→ **What is needed**
Nothing but the lines from the start of the records below through the line that has "use std::fmt;" should appear, each exactly as given.

──────── Supplied data ────────

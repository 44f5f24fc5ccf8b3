//! Task characteristics and task implications.
//!
//! A [`TaskImplication`] is one day-to-day task attached to an evaluation
//! flag. Its characteristics are extracted upstream; every field is required.

use serde::{Deserialize, Serialize};
use std::fmt;

use super::levels::{
    CollaborationType, ConflictExposure, DecisionSpeed, LearningLoad, Level, Quadrant,
    TimezoneSpread,
};
use crate::error::ValidationError;

/// Recognized strength names a task can exercise.
#[derive(Debug, Clone, Copy, Serialize, Deserialize, PartialEq, Eq, Hash, PartialOrd, Ord)]
#[serde(rename_all = "snake_case")]
pub enum StrengthKind {
    SystemsThinking,
    ToolBuilding,
    Debugging,
    TechnicalWriting,
    Mentoring,
    DataAnalysis,
    Infrastructure,
}

impl StrengthKind {
    pub const ALL: [StrengthKind; 7] = [
        StrengthKind::SystemsThinking,
        StrengthKind::ToolBuilding,
        StrengthKind::Debugging,
        StrengthKind::TechnicalWriting,
        StrengthKind::Mentoring,
        StrengthKind::DataAnalysis,
        StrengthKind::Infrastructure,
    ];

    pub fn as_str(self) -> &'static str {
        match self {
            StrengthKind::SystemsThinking => "systems_thinking",
            StrengthKind::ToolBuilding => "tool_building",
            StrengthKind::Debugging => "debugging",
            StrengthKind::TechnicalWriting => "technical_writing",
            StrengthKind::Mentoring => "mentoring",
            StrengthKind::DataAnalysis => "data_analysis",
            StrengthKind::Infrastructure => "infrastructure",
        }
    }

    /// Resolve a free-text strength name ("Tool Building", "tool-building").
    ///
    /// Returns `None` for names with no `uses_<name>` flag; such strengths
    /// never match a task.
    pub fn from_name(name: &str) -> Option<Self> {
        let normalized = normalize_name(name);
        Self::ALL.into_iter().find(|k| k.as_str() == normalized)
    }
}

/// Canonical form of a strength or skill name: trimmed, lowercase, with
/// spaces and hyphens folded to underscores.
pub(crate) fn normalize_name(name: &str) -> String {
    name.trim()
        .chars()
        .map(|c| match c {
            ' ' | '-' => '_',
            c => c.to_ascii_lowercase(),
        })
        .collect()
}

impl fmt::Display for StrengthKind {
    fn fmt(&self, f: &mut fmt::Formatter<'_>) -> fmt::Result {
        f.write_str(self.as_str())
    }
}

/// One `uses_<strength>` flag per recognized strength.
#[derive(Debug, Clone, Copy, Serialize, Deserialize, PartialEq, Eq, Default)]
pub struct StrengthUsage {
    pub uses_systems_thinking: bool,
    pub uses_tool_building: bool,
    pub uses_debugging: bool,
    pub uses_technical_writing: bool,
    pub uses_mentoring: bool,
    pub uses_data_analysis: bool,
    pub uses_infrastructure: bool,
}

impl StrengthUsage {
    pub fn uses(&self, kind: StrengthKind) -> bool {
        match kind {
            StrengthKind::SystemsThinking => self.uses_systems_thinking,
            StrengthKind::ToolBuilding => self.uses_tool_building,
            StrengthKind::Debugging => self.uses_debugging,
            StrengthKind::TechnicalWriting => self.uses_technical_writing,
            StrengthKind::Mentoring => self.uses_mentoring,
            StrengthKind::DataAnalysis => self.uses_data_analysis,
            StrengthKind::Infrastructure => self.uses_infrastructure,
        }
    }

    pub fn set(&mut self, kind: StrengthKind, value: bool) {
        let flag = match kind {
            StrengthKind::SystemsThinking => &mut self.uses_systems_thinking,
            StrengthKind::ToolBuilding => &mut self.uses_tool_building,
            StrengthKind::Debugging => &mut self.uses_debugging,
            StrengthKind::TechnicalWriting => &mut self.uses_technical_writing,
            StrengthKind::Mentoring => &mut self.uses_mentoring,
            StrengthKind::DataAnalysis => &mut self.uses_data_analysis,
            StrengthKind::Infrastructure => &mut self.uses_infrastructure,
        };
        *flag = value;
    }

    /// Strengths flagged on this task.
    pub fn used(&self) -> impl Iterator<Item = StrengthKind> + '_ {
        StrengthKind::ALL.into_iter().filter(|k| self.uses(*k))
    }
}

/// Flat record of the enumerated attributes of one task.
#[derive(Debug, Clone, Copy, Serialize, Deserialize, PartialEq, Eq)]
pub struct TaskCharacteristics {
    pub conflict_exposure: ConflictExposure,
    pub alignment_clarity: Level,
    pub authority_ambiguity: Level,
    pub progress_visibility: Level,
    pub autonomy_level: Level,
    pub decision_speed: DecisionSpeed,
    pub learning_required: LearningLoad,
    #[serde(flatten)]
    pub strengths: StrengthUsage,
    pub collaboration_type: CollaborationType,
    pub meeting_intensity: Level,
    pub requires_sync_communication: bool,
    pub timezone_spread: TimezoneSpread,
}

impl TaskCharacteristics {
    pub fn uses(&self, kind: StrengthKind) -> bool {
        self.strengths.uses(kind)
    }
}

/// Estimated share of working time, e.g. `"20%"` or `"20-30%"`.
///
/// Ranges resolve to their midpoint rounded down to a whole percent. The raw
/// text is kept so records round-trip unchanged.
#[derive(Debug, Clone, PartialEq, Eq, Serialize, Deserialize)]
#[serde(try_from = "String", into = "String")]
pub struct TimeShare {
    raw: String,
    percent: u32,
}

impl TimeShare {
    pub fn parse(raw: &str) -> Result<Self, ValidationError> {
        let tokens = numeric_tokens(raw);
        let value = match tokens.as_slice() {
            [] => return Err(ValidationError::InvalidTimeShare(raw.to_string())),
            [single] => *single,
            [low, high, ..] => (low + high) / 2.0,
        };
        if value > 100.0 {
            return Err(ValidationError::InvalidTimeShare(raw.to_string()));
        }
        Ok(Self {
            raw: raw.trim().to_string(),
            percent: value.floor() as u32,
        })
    }

    /// Resolved whole percentage.
    pub fn percent(&self) -> u32 {
        self.percent
    }

    pub fn as_str(&self) -> &str {
        &self.raw
    }
}

fn numeric_tokens(raw: &str) -> Vec<f64> {
    let mut tokens = Vec::new();
    let mut current = String::new();
    for c in raw.chars() {
        if c.is_ascii_digit() || (c == '.' && !current.is_empty() && !current.contains('.')) {
            current.push(c);
        } else if !current.is_empty() {
            tokens.extend(current.trim_end_matches('.').parse::<f64>().ok());
            current.clear();
        }
    }
    if !current.is_empty() {
        tokens.extend(current.trim_end_matches('.').parse::<f64>().ok());
    }
    tokens
}

impl TryFrom<String> for TimeShare {
    type Error = ValidationError;

    fn try_from(value: String) -> Result<Self, Self::Error> {
        TimeShare::parse(&value)
    }
}

impl From<TimeShare> for String {
    fn from(value: TimeShare) -> Self {
        value.raw
    }
}

impl fmt::Display for TimeShare {
    fn fmt(&self, f: &mut fmt::Formatter<'_>) -> fmt::Result {
        f.write_str(&self.raw)
    }
}

/// A task description with its characteristics, time share and, once the
/// calculator has run, its quadrant.
#[derive(Debug, Clone, PartialEq, Serialize, Deserialize)]
pub struct TaskImplication {
    pub description: String,
    /// Evaluation flag this task was derived from
    #[serde(default, skip_serializing_if = "Option::is_none")]
    pub flag: Option<String>,
    pub time_share: TimeShare,
    pub characteristics: TaskCharacteristics,
    #[serde(default, skip_serializing_if = "Option::is_none")]
    pub quadrant: Option<Quadrant>,
}

impl TaskImplication {
    pub fn new(
        description: impl Into<String>,
        time_share: TimeShare,
        characteristics: TaskCharacteristics,
    ) -> Self {
        Self {
            description: description.into(),
            flag: None,
            time_share,
            characteristics,
            quadrant: None,
        }
    }

    /// Copy annotated with a computed quadrant.
    pub fn with_quadrant(&self, quadrant: Quadrant) -> Self {
        Self {
            quadrant: Some(quadrant),
            ..self.clone()
        }
    }
}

────────

→ **Task solution**
repository 44f5f24fc5ccf8b3
//! Task characteristics and task implications.
//!
//! A [`TaskImplication`] is one day-to-day task attached to an evaluation
//! flag. Its characteristics are extracted upstream; every field is required.

use serde::{Deserialize, Serialize};
use std::fmt;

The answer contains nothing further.